# what do you make of this?



## pcwiz88 (Oct 8, 2018)

04 Murano short term fuel trims at 25 at idle then suddenly drop to zero for a few seconds then back to 25


----------



## smj999smj (Jan 1, 2006)

Well, zero is perfect. I would read less into the short term fuel trim until I see what the long term fuel trims is at. If the long term trim is 97-103%, than I wouldn't worry about it.


----------



## pcwiz88 (Oct 8, 2018)

when stft drops so does rpm's and spmetimes stalls-- LTFT are at 9 --why wont the LTFT adjust?


----------



## smj999smj (Jan 1, 2006)

Rather than ask about the fuel trim, you should have said in the beginning that your Murano is stalling.
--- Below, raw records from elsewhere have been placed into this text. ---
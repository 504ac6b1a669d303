//! # slidesync
//!
//! Server binary: resolves settings, installs logging and metrics, and runs
//! the HTTP/WebSocket server until Ctrl-C.

#![deny(unsafe_code)]

use std::path::{Path, PathBuf};
use std::sync::Arc;
use std::time::Duration;

use anyhow::{Context, Result};
use clap::Parser;
use slidesync_server::auth::{CredentialVerifier, DenyAllVerifier, SharedSecretVerifier};
use slidesync_server::config::ServerConfig;
use slidesync_server::documents::LocalDocumentStore;
use slidesync_server::server::SlideSyncServer;
use slidesync_settings::SlideSyncSettings;

/// How long sessions and the hub get to wind down after Ctrl-C.
const SHUTDOWN_TIMEOUT: Duration = Duration::from_secs(10);

/// Real-time presentation sync server.
#[derive(Parser, Debug)]
#[command(name = "slidesync", about = "Real-time presentation sync server")]
struct Cli {
    /// Settings file (JSON). Falls back to `SLIDESYNC_CONFIG`.
    #[arg(long)]
    config: Option<PathBuf>,

    /// Host to bind (overrides settings).
    #[arg(long)]
    host: Option<String>,

    /// Port to bind (overrides settings).
    #[arg(long)]
    port: Option<u16>,

    /// Maximum concurrent participants (overrides settings).
    #[arg(long)]
    max_connections: Option<usize>,
}

impl Cli {
    /// Apply CLI flags on top of the resolved settings.
    fn apply(&self, settings: &mut SlideSyncSettings) {
        if let Some(host) = &self.host {
            settings.server.host.clone_from(host);
        }
        if let Some(port) = self.port {
            settings.server.port = port;
        }
        if let Some(max) = self.max_connections {
            settings.server.max_connections = max;
        }
    }
}

fn server_config(settings: &SlideSyncSettings) -> ServerConfig {
    let server = &settings.server;
    ServerConfig {
        host: server.host.clone(),
        port: server.port,
        max_connections: server.max_connections,
        outbox_capacity: server.outbox_capacity,
        event_queue_capacity: server.event_queue_capacity,
        send_timeout_ms: server.send_timeout_ms,
        max_dropped_messages: server.max_dropped_messages,
        max_message_size: server.max_message_size,
        max_upload_bytes: settings.documents.max_upload_bytes,
        upload_dir: PathBuf::from(&settings.documents.upload_dir),
        allowed_origins: server.allowed_origins.clone(),
    }
}

fn credential_verifier(settings: &SlideSyncSettings) -> Arc<dyn CredentialVerifier> {
    if let Some(secret) = settings.auth.secret() {
        Arc::new(SharedSecretVerifier::new(secret))
    } else {
        tracing::warn!("no controller secret configured; nobody can take control");
        Arc::new(DenyAllVerifier)
    }
}

/// Settings from file and env, then CLI flags, validated last.
fn resolve_settings(args: &Cli, path: Option<&Path>) -> Result<SlideSyncSettings> {
    let mut settings =
        slidesync_settings::load_settings(path).context("Failed to load settings")?;
    args.apply(&mut settings);
    settings.validate().context("Invalid settings")?;
    Ok(settings)
}

#[tokio::main]
async fn main() -> Result<()> {
    let args = Cli::parse();

    let settings_path = args
        .config
        .clone()
        .or_else(slidesync_settings::settings_path_from_env);
    let settings = resolve_settings(&args, settings_path.as_deref())?;

    slidesync_logging::init_subscriber(&settings.logging.level, settings.logging.json);
    if let Some(path) = &settings_path {
        tracing::info!(path = %path.display(), "settings loaded");
    }

    let metrics = slidesync_server::metrics::install_recorder()
        .context("Failed to install metrics recorder")?;

    let config = server_config(&settings);
    let documents = Arc::new(LocalDocumentStore::new(config.upload_dir.clone()));
    let server = SlideSyncServer::new(config, credential_verifier(&settings), documents, metrics);

    let (addr, handle) = server.listen().await.context("Failed to bind server")?;
    tracing::info!("slidesync listening on http://{addr}");

    tokio::signal::ctrl_c()
        .await
        .context("Failed to listen for ctrl-c")?;

    tracing::info!("Shutting down...");
    let mut tasks = vec![handle];
    tasks.extend(server.take_hub_task());
    server
        .shutdown()
        .graceful_shutdown(tasks, Some(SHUTDOWN_TIMEOUT))
        .await;

    tracing::info!("Shutdown complete");
    Ok(())
}

// ─────────────────────────────────────────────────────────────────────────────
// Tests
// ─────────────────────────────────────────────────────────────────────────────

#[cfg(test)]
mod tests {
    use metrics_exporter_prometheus::PrometheusBuilder;

    use super::*;

    #[test]
    fn cli_defaults_leave_settings_alone() {
        let cli = Cli::parse_from(["slidesync"]);
        assert!(cli.config.is_none());
        let mut settings = SlideSyncSettings::default();
        cli.apply(&mut settings);
        assert_eq!(settings.server.host, "0.0.0.0");
        assert_eq!(settings.server.port, 8080);
        assert_eq!(settings.server.max_connections, 100);
    }

    #[test]
    fn cli_flags_override_settings() {
        let cli = Cli::parse_from([
            "slidesync",
            "--config",
            "/etc/slidesync.json",
            "--host",
            "127.0.0.1",
            "--port",
            "9000",
            "--max-connections",
            "3",
        ]);
        assert_eq!(cli.config, Some(PathBuf::from("/etc/slidesync.json")));
        let mut settings = SlideSyncSettings::default();
        cli.apply(&mut settings);
        assert_eq!(settings.server.host, "127.0.0.1");
        assert_eq!(settings.server.port, 9000);
        assert_eq!(settings.server.max_connections, 3);
    }

    #[test]
    fn cli_flag_fixes_invalid_file_value() {
        let dir = tempfile::tempdir().unwrap();
        let path = dir.path().join("slidesync.json");
        std::fs::write(&path, r#"{"server": {"maxConnections": 0}}"#).unwrap();

        let bare = Cli::parse_from(["slidesync"]);
        assert!(resolve_settings(&bare, Some(&path)).is_err());

        let cli = Cli::parse_from(["slidesync", "--max-connections", "5"]);
        let settings = resolve_settings(&cli, Some(&path)).unwrap();
        assert_eq!(settings.server.max_connections, 5);
    }

    #[test]
    fn server_config_maps_every_section() {
        let mut settings = SlideSyncSettings::default();
        settings.server.send_timeout_ms = 2500;
        settings.documents.upload_dir = "/srv/decks".into();
        settings.documents.max_upload_bytes = 1024;
        settings.server.allowed_origins = vec!["http://a.example".into()];

        let config = server_config(&settings);
        assert_eq!(config.send_timeout(), Duration::from_millis(2500));
        assert_eq!(config.upload_dir, PathBuf::from("/srv/decks"));
        assert_eq!(config.max_upload_bytes, 1024);
        assert_eq!(config.allowed_origins, vec!["http://a.example".to_string()]);
        assert_eq!(config.outbox_capacity, settings.server.outbox_capacity);
    }

    #[test]
    fn verifier_follows_configured_secret() {
        let mut settings = SlideSyncSettings::default();
        assert!(!credential_verifier(&settings).verify(""));

        settings.auth.controller_secret = Some("s3cret".into());
        let verifier = credential_verifier(&settings);
        assert!(verifier.verify("s3cret"));
        assert!(!verifier.verify("other"));
    }

    #[tokio::test]
    async fn server_boots_from_settings() {
        let dir = tempfile::tempdir().unwrap();
        let mut settings = SlideSyncSettings::default();
        settings.server.host = "127.0.0.1".into();
        settings.server.port = 0;
        settings.documents.upload_dir = dir.path().to_string_lossy().into_owned();

        let config = server_config(&settings);
        let documents = Arc::new(LocalDocumentStore::new(config.upload_dir.clone()));
        let server = SlideSyncServer::new(
            config,
            credential_verifier(&settings),
            documents,
            PrometheusBuilder::new().build_recorder().handle(),
        );
        let (addr, handle) = server.listen().await.unwrap();

        let resp = reqwest::get(format!("http://{addr}/health")).await.unwrap();
        assert!(resp.status().is_success());
        let body: serde_json::Value = resp.json().await.unwrap();
        assert_eq!(body["status"], "ok");

        server.shutdown().shutdown();
        tokio::time::timeout(Duration::from_secs(5), handle)
            .await
            .unwrap()
            .unwrap();
    }
}
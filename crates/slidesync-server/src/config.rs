//! Server configuration.

use std::path::PathBuf;
use std::time::Duration;

use serde::{Deserialize, Serialize};

/// Runtime configuration for [`SlideSyncServer`](crate::server::SlideSyncServer).
#[derive(Clone, Debug, Serialize, Deserialize)]
pub struct ServerConfig {
    /// Host to bind (default `"127.0.0.1"`).
    pub host: String,
    /// Port to bind (default `0` for auto-assign).
    pub port: u16,
    /// Maximum registered participants.
    pub max_connections: usize,
    /// Outbound frames buffered per connection.
    pub outbox_capacity: usize,
    /// Pending hub events before submitters wait.
    pub event_queue_capacity: usize,
    /// Longest a single socket write may take, in milliseconds.
    pub send_timeout_ms: u64,
    /// Undeliverable frames tolerated before a connection is closed.
    pub max_dropped_messages: u64,
    /// Max inbound WebSocket message size in bytes.
    pub max_message_size: usize,
    /// Largest accepted upload in bytes.
    pub max_upload_bytes: usize,
    /// Where uploaded documents are kept.
    pub upload_dir: PathBuf,
    /// CORS origins; empty allows any.
    pub allowed_origins: Vec<String>,
}

impl ServerConfig {
    /// [`send_timeout_ms`](Self::send_timeout_ms) as a `Duration`.
    pub fn send_timeout(&self) -> Duration {
        Duration::from_millis(self.send_timeout_ms)
    }
}

impl Default for ServerConfig {
    fn default() -> Self {
        Self {
            host: "127.0.0.1".into(),
            port: 0,
            max_connections: 100,
            outbox_capacity: 256,
            event_queue_capacity: 1024,
            send_timeout_ms: 10_000,
            max_dropped_messages: 64,
            max_message_size: 64 * 1024,
            max_upload_bytes: 10 << 20, // 10 MiB
            upload_dir: PathBuf::from("./uploads"),
            allowed_origins: Vec::new(),
        }
    }
}
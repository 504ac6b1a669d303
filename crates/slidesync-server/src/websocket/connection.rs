//! WebSocket client connection state.

use std::fmt;
use std::sync::Arc;
use std::sync::atomic::{AtomicU64, Ordering};
use std::time::{Duration, Instant};

use thiserror::Error;
use tokio::sync::mpsc;
use tokio::sync::mpsc::error::TrySendError;
use tokio_util::sync::{CancellationToken, WaitForCancellationFuture};

/// Privilege held by a connection. Starts as `Viewer`; may move to
/// `Controller` once and never back.
#[derive(Clone, Copy, Debug, Default, PartialEq, Eq)]
pub enum Role {
    /// Receives broadcasts only.
    #[default]
    Viewer,
    /// May change pages.
    Controller,
}

impl fmt::Display for Role {
    fn fmt(&self, f: &mut fmt::Formatter<'_>) -> fmt::Result {
        match self {
            Self::Viewer => write!(f, "viewer"),
            Self::Controller => write!(f, "controller"),
        }
    }
}

/// Why a frame could not be queued for a connection.
#[derive(Clone, Copy, Debug, Error, PartialEq, Eq)]
pub enum DeliveryError {
    /// The outbound queue is full; the peer is not keeping up.
    #[error("outbound queue full")]
    QueueFull,
    /// The connection's writer has stopped.
    #[error("connection closed")]
    Closed,
}

/// A registered participant as seen by the hub.
///
/// Outbound frames go through a bounded queue drained by the connection's
/// single writer task, which is the only owner of the socket sink. Queued
/// frames therefore never interleave on the wire and are written in the
/// order they were queued.
pub struct ClientConnection {
    /// Unique connection ID.
    pub id: String,
    /// Send channel to the writer task.
    tx: mpsc::Sender<Arc<str>>,
    /// Cancelled when the connection must shut down.
    closed: CancellationToken,
    /// When this connection was established.
    pub connected_at: Instant,
    /// Count of frames that could not be queued.
    dropped_messages: AtomicU64,
}

impl ClientConnection {
    /// Create a new connection.
    pub fn new(id: String, tx: mpsc::Sender<Arc<str>>) -> Self {
        Self {
            id,
            tx,
            closed: CancellationToken::new(),
            connected_at: Instant::now(),
            dropped_messages: AtomicU64::new(0),
        }
    }

    /// Queue a frame without waiting.
    ///
    /// Failures increment the dropped-message counter.
    pub fn send(&self, frame: Arc<str>) -> Result<(), DeliveryError> {
        let err = match self.tx.try_send(frame) {
            Ok(()) => return Ok(()),
            Err(TrySendError::Full(_)) => DeliveryError::QueueFull,
            Err(TrySendError::Closed(_)) => DeliveryError::Closed,
        };
        let _ = self.dropped_messages.fetch_add(1, Ordering::Relaxed);
        Err(err)
    }

    /// Total frames dropped for this connection.
    pub fn drop_count(&self) -> u64 {
        self.dropped_messages.load(Ordering::Relaxed)
    }

    /// Ask the connection's tasks to stop. Idempotent.
    pub fn close(&self) {
        self.closed.cancel();
    }

    /// Whether [`close`](Self::close) has been called.
    pub fn is_closed(&self) -> bool {
        self.closed.is_cancelled()
    }

    /// Resolves once the connection is closed.
    pub fn closed(&self) -> WaitForCancellationFuture<'_> {
        self.closed.cancelled()
    }

    /// Connection age.
    pub fn age(&self) -> Duration {
        self.connected_at.elapsed()
    }
}

impl fmt::Debug for ClientConnection {
    fn fmt(&self, f: &mut fmt::Formatter<'_>) -> fmt::Result {
        f.debug_struct("ClientConnection")
            .field("id", &self.id)
            .field("closed", &self.is_closed())
            .field("dropped_messages", &self.drop_count())
            .finish_non_exhaustive()
    }
}

// ─────────────────────────────────────────────────────────────────────────────
// Tests
// ─────────────────────────────────────────────────────────────────────────────

#[cfg(test)]
mod tests {
    use super::*;

    fn make_connection() -> (ClientConnection, mpsc::Receiver<Arc<str>>) {
        let (tx, rx) = mpsc::channel(32);
        let conn = ClientConnection::new("conn_1".into(), tx);
        (conn, rx)
    }

    #[test]
    fn create_connection() {
        let (conn, _rx) = make_connection();
        assert_eq!(conn.id, "conn_1");
        assert!(!conn.is_closed());
        assert_eq!(conn.drop_count(), 0);
    }

    #[tokio::test]
    async fn send_message_success() {
        let (conn, mut rx) = make_connection();
        assert!(conn.send(Arc::from("hello")).is_ok());
        let msg = rx.recv().await.unwrap();
        assert_eq!(&*msg, "hello");
    }

    #[test]
    fn send_to_closed_channel_fails() {
        let (tx, rx) = mpsc::channel(32);
        let conn = ClientConnection::new("conn_2".into(), tx);
        drop(rx);
        assert_eq!(conn.send(Arc::from("hello")), Err(DeliveryError::Closed));
        assert_eq!(conn.drop_count(), 1);
    }

    #[test]
    fn send_to_full_channel_fails() {
        let (tx, _rx) = mpsc::channel(1);
        let conn = ClientConnection::new("conn_3".into(), tx);
        assert!(conn.send(Arc::from("msg1")).is_ok());
        assert_eq!(conn.send(Arc::from("msg2")), Err(DeliveryError::QueueFull));
        assert_eq!(conn.send(Arc::from("msg3")), Err(DeliveryError::QueueFull));
        assert_eq!(conn.drop_count(), 2);
    }

    #[tokio::test]
    async fn frames_arrive_in_queue_order() {
        let (conn, mut rx) = make_connection();
        for i in 0..5 {
            assert!(conn.send(Arc::from(format!("msg_{i}"))).is_ok());
        }
        for i in 0..5 {
            let msg = rx.recv().await.unwrap();
            assert_eq!(&*msg, format!("msg_{i}"));
        }
    }

    #[tokio::test]
    async fn close_resolves_waiters() {
        let (conn, _rx) = make_connection();
        let conn = Arc::new(conn);
        let waiter = {
            let conn = conn.clone();
            tokio::spawn(async move { conn.closed().await })
        };
        conn.close();
        conn.close();
        waiter.await.unwrap();
        assert!(conn.is_closed());
    }

    #[test]
    fn role_defaults_to_viewer() {
        assert_eq!(Role::default(), Role::Viewer);
        assert_eq!(Role::Controller.to_string(), "controller");
    }
}
//! # slidesync-logging
//!
//! `tracing` subscriber setup for the slidesync binary, plus an in-memory
//! capture layer used by tests to assert on emitted events.
//!
//! Connection-scoped context (`conn_id`) travels on spans opened by the
//! session loop; the formatter prints the active span stack with each event.

#![deny(unsafe_code)]

pub mod capture;

pub use capture::{CapturedEvent, CapturedLogs, capture_logs};

use tracing_subscriber::EnvFilter;

/// Initialize the global tracing subscriber on stderr.
///
/// `RUST_LOG` takes precedence over `level` when set. With `json` the output
/// is one JSON object per line, otherwise compact human-readable text.
/// Subsequent calls are no-ops.
pub fn init_subscriber(level: &str, json: bool) {
    let filter = EnvFilter::try_from_default_env().unwrap_or_else(|_| EnvFilter::new(level));

    let builder = tracing_subscriber::fmt()
        .with_env_filter(filter)
        .with_target(true)
        .with_writer(std::io::stderr);

    // try_init fails if a global subscriber is already set
    let _ = if json {
        builder.json().with_current_span(true).try_init()
    } else {
        builder.compact().try_init()
    };
}
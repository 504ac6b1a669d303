//! Document storage: receives uploaded decks and serves them back by name.

use std::io;
use std::path::{Path, PathBuf};

use async_trait::async_trait;
use axum::extract::multipart::{Multipart, MultipartError};
use axum::http::StatusCode;
use axum::response::{IntoResponse, Response};
use bytes::{Bytes, BytesMut};
use thiserror::Error;
use tracing::{debug, warn};
use uuid::Uuid;

/// Multipart field carrying the uploaded file.
pub const UPLOAD_FIELD: &str = "pdf";

/// Upload and retrieval failures. The display text is the response body.
#[derive(Debug, Error)]
pub enum DocumentError {
    /// Body or file exceeds the upload limit.
    #[error("File too large")]
    TooLarge,
    /// No usable `pdf` file field in the form.
    #[error("Error retrieving file")]
    MissingFile,
    /// File name does not end in `.pdf`.
    #[error("Invalid file type. Only PDFs allowed")]
    InvalidType,
    /// Requested name could escape the store.
    #[error("Invalid file name")]
    InvalidName,
    /// No document with that name.
    #[error("File not found")]
    NotFound,
    /// The store failed.
    #[error("Error saving file")]
    Storage(#[source] io::Error),
}

impl DocumentError {
    /// HTTP status for this error.
    pub fn status(&self) -> StatusCode {
        match self {
            Self::TooLarge | Self::MissingFile | Self::InvalidType | Self::InvalidName => {
                StatusCode::BAD_REQUEST
            }
            Self::NotFound => StatusCode::NOT_FOUND,
            Self::Storage(_) => StatusCode::INTERNAL_SERVER_ERROR,
        }
    }

    /// Short label for metrics.
    pub fn label(&self) -> &'static str {
        match self {
            Self::TooLarge => "too_large",
            Self::MissingFile => "missing_file",
            Self::InvalidType => "invalid_type",
            Self::InvalidName => "invalid_name",
            Self::NotFound => "not_found",
            Self::Storage(_) => "storage",
        }
    }

    fn from_multipart(err: &MultipartError) -> Self {
        if err.status() == StatusCode::PAYLOAD_TOO_LARGE {
            Self::TooLarge
        } else {
            debug!(error = %err, "unreadable multipart body");
            Self::MissingFile
        }
    }
}

impl IntoResponse for DocumentError {
    fn into_response(self) -> Response {
        (self.status(), self.to_string()).into_response()
    }
}

/// Content store for uploaded documents.
#[async_trait]
pub trait DocumentStore: Send + Sync {
    /// Store `data` under `name`, replacing any previous document.
    async fn put(&self, name: &str, data: Bytes) -> io::Result<()>;

    /// Fetch a document; `Ok(None)` if there is none by that name.
    async fn get(&self, name: &str) -> io::Result<Option<Bytes>>;
}

/// Stores documents as files in one directory.
#[derive(Clone, Debug)]
pub struct LocalDocumentStore {
    root: PathBuf,
}

impl LocalDocumentStore {
    /// Store rooted at `root`. The directory is created on first write.
    pub fn new(root: impl Into<PathBuf>) -> Self {
        Self { root: root.into() }
    }

    /// Directory holding the documents.
    pub fn root(&self) -> &Path {
        &self.root
    }
}

#[async_trait]
impl DocumentStore for LocalDocumentStore {
    async fn put(&self, name: &str, data: Bytes) -> io::Result<()> {
        tokio::fs::create_dir_all(&self.root).await?;
        // Write aside and rename so readers never see a partial file. The
        // suffix keeps concurrent writers of one name apart.
        let partial = self.root.join(format!(".{name}.{}.part", Uuid::now_v7()));
        let result = async {
            tokio::fs::write(&partial, &data).await?;
            tokio::fs::rename(&partial, self.root.join(name)).await
        }
        .await;
        if result.is_err() {
            if let Err(e) = tokio::fs::remove_file(&partial).await {
                debug!(path = %partial.display(), error = %e, "no partial file to remove");
            }
        }
        result
    }

    async fn get(&self, name: &str) -> io::Result<Option<Bytes>> {
        match tokio::fs::read(self.root.join(name)).await {
            Ok(data) => Ok(Some(Bytes::from(data))),
            Err(e) if e.kind() == io::ErrorKind::NotFound => Ok(None),
            Err(e) => Err(e),
        }
    }
}

/// A file pulled out of an upload form.
#[derive(Debug)]
pub struct Upload {
    /// Client-supplied file name.
    pub file_name: String,
    /// File contents.
    pub data: Bytes,
}

/// Read the [`UPLOAD_FIELD`] file from `multipart`, refusing anything over
/// `max_bytes`.
pub async fn read_upload(mut multipart: Multipart, max_bytes: usize) -> Result<Upload, DocumentError> {
    while let Some(mut field) = multipart
        .next_field()
        .await
        .map_err(|e| DocumentError::from_multipart(&e))?
    {
        if field.name() != Some(UPLOAD_FIELD) {
            continue;
        }
        let Some(file_name) = field.file_name().map(str::to_owned) else {
            return Err(DocumentError::MissingFile);
        };

        let mut data = BytesMut::new();
        while let Some(chunk) = field
            .chunk()
            .await
            .map_err(|e| DocumentError::from_multipart(&e))?
        {
            data.extend_from_slice(&chunk);
            if data.len() > max_bytes {
                return Err(DocumentError::TooLarge);
            }
        }
        return Ok(Upload {
            file_name,
            data: data.freeze(),
        });
    }
    Err(DocumentError::MissingFile)
}

/// Final path component of a client-supplied file name, whichever
/// separator the client used.
pub fn base_name(original: &str) -> &str {
    original.rsplit(['/', '\\']).next().unwrap_or(original)
}

/// Whether `name` ends in `.pdf`, ignoring case.
pub fn has_pdf_extension(name: &str) -> bool {
    Path::new(name)
        .extension()
        .is_some_and(|ext| ext.eq_ignore_ascii_case("pdf"))
}

/// Reject names that are empty or could address anything outside the store.
pub fn validate_name(name: &str) -> Result<(), DocumentError> {
    if name.is_empty()
        || name.starts_with('.')
        || name.contains(['/', '\\', '\0'])
        || name.contains("..")
    {
        warn!(name, "rejected document name");
        return Err(DocumentError::InvalidName);
    }
    Ok(())
}

/// Name a stored upload: `{unix_secs}_{base name}`.
pub fn stored_name(original: &str, unix_secs: i64) -> Result<String, DocumentError> {
    let base = base_name(original);
    if !has_pdf_extension(base) {
        return Err(DocumentError::InvalidType);
    }
    let name = format!("{unix_secs}_{base}");
    validate_name(&name)?;
    Ok(name)
}

// ─────────────────────────────────────────────────────────────────────────────
// Tests
// ─────────────────────────────────────────────────────────────────────────────
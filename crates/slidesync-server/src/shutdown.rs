//! Graceful shutdown coordination via `CancellationToken`.

use std::time::Duration;

use tokio::task::JoinHandle;
use tokio_util::sync::CancellationToken;
use tokio_util::task::TaskTracker;
use tracing::{info, warn};

/// How long tracked tasks get to finish before they are aborted.
const DEFAULT_SHUTDOWN_TIMEOUT: Duration = Duration::from_secs(10);

/// Fans a single shutdown signal out to the listener, the hub and every
/// session, and tracks session tasks so shutdown can wait for them.
#[derive(Clone, Debug, Default)]
pub struct ShutdownCoordinator {
    token: CancellationToken,
    tracker: TaskTracker,
}

impl ShutdownCoordinator {
    /// Create a new coordinator.
    pub fn new() -> Self {
        Self::default()
    }

    /// Token observed by tasks that must stop on shutdown.
    pub fn token(&self) -> CancellationToken {
        self.token.clone()
    }

    /// Tracker for tasks spawned outside our control (WebSocket sessions run
    /// on tasks axum spawns after the upgrade).
    pub fn tracker(&self) -> &TaskTracker {
        &self.tracker
    }

    /// Signal shutdown. Idempotent.
    pub fn shutdown(&self) {
        self.token.cancel();
    }

    /// Whether shutdown has been signalled.
    pub fn is_shutting_down(&self) -> bool {
        self.token.is_cancelled()
    }

    /// Signal shutdown and wait up to `timeout` for `handles` and every
    /// tracked task. Handles still running afterwards are aborted.
    pub async fn graceful_shutdown(
        &self,
        mut handles: Vec<JoinHandle<()>>,
        timeout: Option<Duration>,
    ) {
        let timeout = timeout.unwrap_or(DEFAULT_SHUTDOWN_TIMEOUT);
        self.shutdown();
        let _ = self.tracker.close();
        info!(
            task_count = handles.len(),
            tracked = self.tracker.len(),
            timeout_secs = timeout.as_secs(),
            "waiting for tasks to complete"
        );

        let drain = async {
            let _ = futures::future::join_all(handles.iter_mut()).await;
            self.tracker.wait().await;
        };
        if tokio::time::timeout(timeout, drain).await.is_err() {
            let stragglers = handles.iter().filter(|h| !h.is_finished()).count();
            warn!(
                stragglers,
                tracked = self.tracker.len(),
                "shutdown timed out after {timeout:?}, aborting"
            );
            for handle in &handles {
                handle.abort();
            }
        }
    }
}

// ─────────────────────────────────────────────────────────────────────────────
// Tests
// ─────────────────────────────────────────────────────────────────────────────
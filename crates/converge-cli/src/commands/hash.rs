//! Hash command implementation.

use crate::input;
use converge_canonical::generate_hash;
use converge_core::ResourceError;
use serde_json::{json, Value};

pub fn run(input: Option<String>, json: bool) -> Result<(), Box<dyn std::error::Error>> {
    let document = input::read_document(input.as_deref())?;
    let kind = document.get("kind").and_then(Value::as_str).unwrap_or("?");
    let name = document
        .get("metadata")
        .and_then(|metadata| metadata.get("name"))
        .and_then(Value::as_str)
        .unwrap_or("");

    let fingerprint =
        generate_hash(&document).map_err(|e| ResourceError::new(kind, name, e.to_string()))?;

    if json {
        let out = json!({
            "kind": kind,
            "name": name,
            "fingerprint": fingerprint,
        });
        println!("{}", serde_json::to_string(&out)?);
    } else {
        println!("{}", fingerprint);
    }
    Ok(())
}
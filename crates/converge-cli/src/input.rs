//! Document loading from files or stdin.

use converge_canonical::Document;
use serde_json::Value;
use std::io::{self, Read};

/// Reads one document from `path`, or stdin when `path` is `None`.
///
/// JSON is tried first; YAML manifests are accepted as a fallback. The
/// top-level value must be a mapping.
pub fn read_document(path: Option<&str>) -> Result<Document, Box<dyn std::error::Error>> {
    let (source, text) = match path {
        Some(path) => {
            let text = std::fs::read_to_string(path)
                .map_err(|e| format!("Failed to read file {}: {}", path, e))?;
            (path.to_string(), text)
        }
        None => {
            let mut buffer = String::new();
            io::stdin().read_to_string(&mut buffer)?;
            ("<stdin>".to_string(), buffer)
        }
    };

    let value = parse(&text).map_err(|e| format!("Invalid document {}: {}", source, e))?;
    tracing::debug!(source = %source, "loaded document");

    match value {
        Value::Object(map) => Ok(map),
        other => Err(format!(
            "Invalid document {}: expected a mapping, found {}",
            source,
            type_name(&other)
        )
        .into()),
    }
}

fn parse(text: &str) -> Result<Value, Box<dyn std::error::Error>> {
    match serde_json::from_str(text) {
        Ok(value) => Ok(value),
        Err(json_err) => serde_yaml::from_str(text)
            .map_err(|yaml_err| format!("not JSON ({}) or YAML ({})", json_err, yaml_err).into()),
    }
}

fn type_name(value: &Value) -> &'static str {
    match value {
        Value::Null => "null",
        Value::Bool(_) => "a boolean",
        Value::Number(_) => "a number",
        Value::String(_) => "a string",
        Value::Array(_) => "a sequence",
        Value::Object(_) => "a mapping",
    }
}
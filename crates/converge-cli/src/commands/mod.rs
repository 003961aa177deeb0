pub mod canonicalize;
pub mod diff;
pub mod hash;
pub mod name;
There are a couple of things that could cause this. Muranos did have issues with the air intake duct becoming detached and causing similar concerns such as yours. There is a voluntary recall addressing this issue, which you may want to see if your vehicle has had. You can check for open recalls here:

https://www.nissanusa.com/recalls-vin/#/#/Home

If you want more info on the recall, you can download Nissan TSB # NTB09-038 from here:

https://x.nissanhelp.com/forums/Knowledgebase/links/283/

Otherwise, look for split hoses or splits in the intake duct and other potential sources for air or vacuum leaks. Check for stored trouble codes with an OBD II scanner. Make sure the spark plugs aren't due for replacement. You could try cleaning the MAF sensor hotwire. Also, make sure the fuel pressure is within factory specs.


----------